> [PROBLEM STATEMENT] Down to the final line, print the records again exactly.

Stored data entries
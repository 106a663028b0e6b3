use crate::api::config::{IdleConfig, IdleTiming};

/// Clock driving the idle float.
/// Under `FixedStep` it ignores frame time entirely, so one frame always
/// advances the same amount.
#[derive(Debug, Clone)]
pub struct IdleClock {
    timing: IdleTiming,
    /// Increment per frame under `FixedStep`.
    step: f32,
    /// Accumulated idle time in seconds.
    elapsed: f32,
}

impl IdleClock {
    pub fn new(timing: IdleTiming, step: f32) -> Self {
        Self {
            timing,
            step,
            elapsed: 0.0,
        }
    }

    pub fn from_config(config: &IdleConfig) -> Self {
        Self::new(config.timing, config.step)
    }

    /// Advance one frame. Returns the accumulated time.
    pub fn advance(&mut self, frame_dt: f32) -> f32 {
        self.elapsed += match self.timing {
            IdleTiming::FixedStep => self.step,
            IdleTiming::WallClock => frame_dt.max(0.0),
        };
        self.elapsed
    }

    pub fn elapsed(&self) -> f32 {
        self.elapsed
    }

    pub fn timing(&self) -> IdleTiming {
        self.timing
    }
}

/// `amplitude * sin(t * frequency)`.
pub fn float_offset(t: f32, config: &IdleConfig) -> f32 {
    (t * config.frequency).sin() * config.amplitude
}

#[cfg(test)]
mod tests {
    use super::*;

    #[test]
    fn fixed_step_ignores_frame_time() {
        let mut clock = IdleClock::new(IdleTiming::FixedStep, 0.016);
        clock.advance(0.1);
        clock.advance(0.001);
        assert!((clock.elapsed() - 0.032).abs() < 1e-6);
    }

    #[test]
    fn wall_clock_tracks_frame_time() {
        let mut clock = IdleClock::new(IdleTiming::WallClock, 0.016);
        clock.advance(0.1);
        clock.advance(0.05);
        assert!((clock.elapsed() - 0.15).abs() < 1e-6);
    }

    #[test]
    fn negative_frame_time_does_not_rewind() {
        let mut clock = IdleClock::new(IdleTiming::WallClock, 0.016);
        clock.advance(-1.0);
        assert_eq!(clock.elapsed(), 0.0);
    }

    #[test]
    fn float_offset_is_bounded_by_amplitude() {
        let config = IdleConfig::default();
        for i in 0..1000 {
            let y = float_offset(i as f32 * 0.016, &config);
            assert!(y.abs() <= config.amplitude + 1e-6);
        }
        assert_eq!(float_offset(0.0, &config), 0.0);
    }
}
use std::collections::BTreeSet;
use std::fmt;
use serde::Serialize;

/// Logical card index, read from the card's `data-index` attribute.
/// Independent of DOM order.
#[derive(Debug, Clone, Copy, PartialEq, Eq, PartialOrd, Ord, Hash, Serialize)]
pub struct CardIndex(pub u32);

/// Every page element the landing reads or writes.
#[derive(Debug, Clone, Copy, PartialEq, Eq, PartialOrd, Ord, Hash, Serialize)]
pub enum ElementId {
    Body,
    CardsSection,
    Card(CardIndex),
    SlotContainer,
    /// The bottom bar of the slot, used as the insertion reference.
    SlotBottom,
    SlotVoid,
    SpeedLines,
    BackButton,
    GameContent,
}

impl ElementId {
    /// CSS selector that locates this element in the document.
    pub fn selector(&self) -> String {
        match self {
            ElementId::Body => "body".to_string(),
            ElementId::CardsSection => ".cards-section".to_string(),
            ElementId::Card(idx) => format!(".card[data-index=\"{}\"]", idx.0),
            ElementId::SlotContainer => ".slot-container".to_string(),
            ElementId::SlotBottom => ".slot-bar.bottom".to_string(),
            ElementId::SlotVoid => ".slot-void".to_string(),
            ElementId::SpeedLines => ".speed-lines".to_string(),
            ElementId::BackButton => ".back-button".to_string(),
            ElementId::GameContent => ".game-content".to_string(),
        }
    }
}

impl fmt::Display for ElementId {
    fn fmt(&self, f: &mut fmt::Formatter<'_>) -> fmt::Result {
        f.write_str(&self.selector())
    }
}

/// CSS classes toggled by the choreography.
#[derive(Debug, Clone, Copy, PartialEq, Eq, PartialOrd, Ord, Hash, Serialize)]
pub enum ClassName {
    Visible,
    Active,
    Selected,
    Inserting,
}

impl ClassName {
    pub fn as_str(&self) -> &'static str {
        match self {
            ClassName::Visible => "visible",
            ClassName::Active => "active",
            ClassName::Selected => "selected",
            ClassName::Inserting => "inserting",
        }
    }

    pub const ALL: [ClassName; 4] = [
        ClassName::Visible,
        ClassName::Active,
        ClassName::Selected,
        ClassName::Inserting,
    ];
}

/// Body cursor affordance. The stylesheet supplies the initial pointer;
/// only the reset is ever written inline.
#[derive(Debug, Clone, Copy, PartialEq, Eq, Serialize)]
pub enum Cursor {
    Default,
}

impl Cursor {
    pub fn as_str(&self) -> &'static str {
        match self {
            Cursor::Default => "default",
        }
    }
}

/// Inline style overrides. `None` means "not set inline"; the stylesheet wins.
#[derive(Debug, Clone, Copy, PartialEq, Default, Serialize)]
pub struct InlineStyle {
    pub opacity: Option<f32>,
    pub top: Option<f32>,
    pub left: Option<f32>,
    pub translate_x: Option<f32>,
    pub translate_y: Option<f32>,
    /// `margin: 0` while the element is pinned to fixed coordinates.
    pub margin_reset: bool,
    pub cursor: Option<Cursor>,
}

impl InlineStyle {
    /// True when the element renders exactly as its resting layout:
    /// fully opaque, untranslated, and not pinned.
    pub fn is_at_rest(&self) -> bool {
        self.opacity.map_or(true, |o| (o - 1.0).abs() < 1e-4)
            && self.translate_x.map_or(true, |x| x.abs() < 1e-4)
            && self.translate_y.map_or(true, |y| y.abs() < 1e-4)
            && self.top.is_none()
            && self.left.is_none()
            && !self.margin_reset
    }

    /// Whether any transform component is set.
    pub fn has_transform(&self) -> bool {
        self.translate_x.is_some() || self.translate_y.is_some()
    }
}

/// Mirror of one DOM element: classes plus inline overrides.
#[derive(Debug, Clone, Default, Serialize)]
pub struct ElementState {
    pub classes: BTreeSet<ClassName>,
    pub style: InlineStyle,
}

impl ElementState {
    pub fn has_class(&self, class: ClassName) -> bool {
        self.classes.contains(&class)
    }
}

> [EXERCISE RESPONSE]
repository 106a663028b0e6b3
use crate::api::config::{IdleConfig, IdleTiming};

/// Clock driving the idle float.
/// Under `FixedStep` it ignores frame time entirely, so one frame always
/// advances the same amount.
#[derive(Debug, Clone)]
pub struct IdleClock {
    timing: IdleTiming,
    /// Increment per frame under `FixedStep`.
    step: f32,
    /// Accumulated idle time in seconds.
    elapsed: f32,
}

impl IdleClock {
    pub fn new(timing: IdleTiming, step: f32) -> Self {
        Self {
            timing,
            step,
            elapsed: 0.0,
        }
    }

    pub fn from_config(config: &IdleConfig) -> Self {
        Self::new(config.timing, config.step)
    }

    /// Advance one frame. Returns the accumulated time.
    pub fn advance(&mut self, frame_dt: f32) -> f32 {
        self.elapsed += match self.timing {
            IdleTiming::FixedStep => self.step,
            IdleTiming::WallClock => frame_dt.max(0.0),
        };
        self.elapsed
    }

    pub fn elapsed(&self) -> f32 {
        self.elapsed
    }

    pub fn timing(&self) -> IdleTiming {
        self.timing
    }
}

/// `amplitude * sin(t * frequency)`.
pub fn float_offset(t: f32, config: &IdleConfig) -> f32 {
    (t * config.frequency).sin() * config.amplitude
}

#[cfg(test)]
mod tests {
    use super::*;

    #[test]
    fn fixed_step_ignores_frame_time() {
        let mut clock = IdleClock::new(IdleTiming::FixedStep, 0.016);
        clock.advance(0.1);
        clock.advance(0.001);
        assert!((clock.elapsed() - 0.032).abs() < 1e-6);
    }

    #[test]
    fn wall_clock_tracks_frame_time() {
        let mut clock = IdleClock::new(IdleTiming::WallClock, 0.016);
        clock.advance(0.1);
        clock.advance(0.05);
        assert!((clock.elapsed() - 0.15).abs() < 1e-6);
    }

    #[test]
    fn negative_frame_time_does_not_rewind() {
        let mut clock = IdleClock::new(IdleTiming::WallClock, 0.016);
        clock.advance(-1.0);
        assert_eq!(clock.elapsed(), 0.0);
    }

    #[test]
    fn float_offset_is_bounded_by_amplitude() {
        let config = IdleConfig::default();
        for i in 0..1000 {
            let y = float_offset(i as f32 * 0.016, &config);
            assert!(y.abs() <= config.amplitude + 1e-6);
        }
        assert_eq!(float_offset(0.0, &config), 0.0);
    }
}
use std::collections::BTreeSet;
use std::fmt;
use serde::Serialize;

/// Logical card index, read from the card's `data-index` attribute.
/// Independent of DOM order.
#[derive(Debug, Clone, Copy, PartialEq, Eq, PartialOrd, Ord, Hash, Serialize)]
pub struct CardIndex(pub u32);

/// Every page element the landing reads or writes.
#[derive(Debug, Clone, Copy, PartialEq, Eq, PartialOrd, Ord, Hash, Serialize)]
pub enum ElementId {
    Body,
    CardsSection,
    Card(CardIndex),
    SlotContainer,
    /// The bottom bar of the slot, used as the insertion reference.
    SlotBottom,
    SlotVoid,
    SpeedLines,
    BackButton,
    GameContent,
}

impl ElementId {
    /// CSS selector that locates this element in the document.
    pub fn selector(&self) -> String {
        match self {
            ElementId::Body => "body".to_string(),
            ElementId::CardsSection => ".cards-section".to_string(),
            ElementId::Card(idx) => format!(".card[data-index=\"{}\"]", idx.0),
            ElementId::SlotContainer => ".slot-container".to_string(),
            ElementId::SlotBottom => ".slot-bar.bottom".to_string(),
            ElementId::SlotVoid => ".slot-void".to_string(),
            ElementId::SpeedLines => ".speed-lines".to_string(),
            ElementId::BackButton => ".back-button".to_string(),
            ElementId::GameContent => ".game-content".to_string(),
        }
    }
}

impl fmt::Display for ElementId {
    fn fmt(&self, f: &mut fmt::Formatter<'_>) -> fmt::Result {
        f.write_str(&self.selector())
    }
}

/// CSS classes toggled by the choreography.
#[derive(Debug, Clone, Copy, PartialEq, Eq, PartialOrd, Ord, Hash, Serialize)]
pub enum ClassName {
    Visible,
    Active,
    Selected,
    Inserting,
}

impl ClassName {
    pub fn as_str(&self) -> &'static str {
        match self {
            ClassName::Visible => "visible",
            ClassName::Active => "active",
            ClassName::Selected => "selected",
            ClassName::Inserting => "inserting",
        }
    }

    pub const ALL: [ClassName; 4] = [
        ClassName::Visible,
        ClassName::Active,
        ClassName::Selected,
        ClassName::Inserting,
    ];
}

/// Body cursor affordance. The stylesheet supplies the initial pointer;
/// only the reset is ever written inline.
#[derive(Debug, Clone, Copy, PartialEq, Eq, Serialize)]
pub enum Cursor {
    Default,
}

impl Cursor {
    pub fn as_str(&self) -> &'static str {
        match self {
            Cursor::Default => "default",
        }
    }
}

/// Inline style overrides. `None` means "not set inline"; the stylesheet wins.
#[derive(Debug, Clone, Copy, PartialEq, Default, Serialize)]
pub struct InlineStyle {
    pub opacity: Option<f32>,
    pub top: Option<f32>,
    pub left: Option<f32>,
    pub translate_x: Option<f32>,
    pub translate_y: Option<f32>,
    /// `margin: 0` while the element is pinned to fixed coordinates.
    pub margin_reset: bool,
    pub cursor: Option<Cursor>,
}

impl InlineStyle {
    /// True when the element renders exactly as its resting layout:
    /// fully opaque, untranslated, and not pinned.
    pub fn is_at_rest(&self) -> bool {
        self.opacity.map_or(true, |o| (o - 1.0).abs() < 1e-4)
            && self.translate_x.map_or(true, |x| x.abs() < 1e-4)
            && self.translate_y.map_or(true, |y| y.abs() < 1e-4)
            && self.top.is_none()
            && self.left.is_none()
            && !self.margin_reset
    }

    /// Whether any transform component is set.
    pub fn has_transform(&self) -> bool {
        self.translate_x.is_some() || self.translate_y.is_some()
    }
}

/// Mirror of one DOM element: classes plus inline overrides.
#[derive(Debug, Clone, Default, Serialize)]
pub struct ElementState {
    pub classes: BTreeSet<ClassName>,
    pub style: InlineStyle,
}

impl ElementState {
    pub fn has_class(&self, class: ClassName) -> bool {
        self.classes.contains(&class)
    }
}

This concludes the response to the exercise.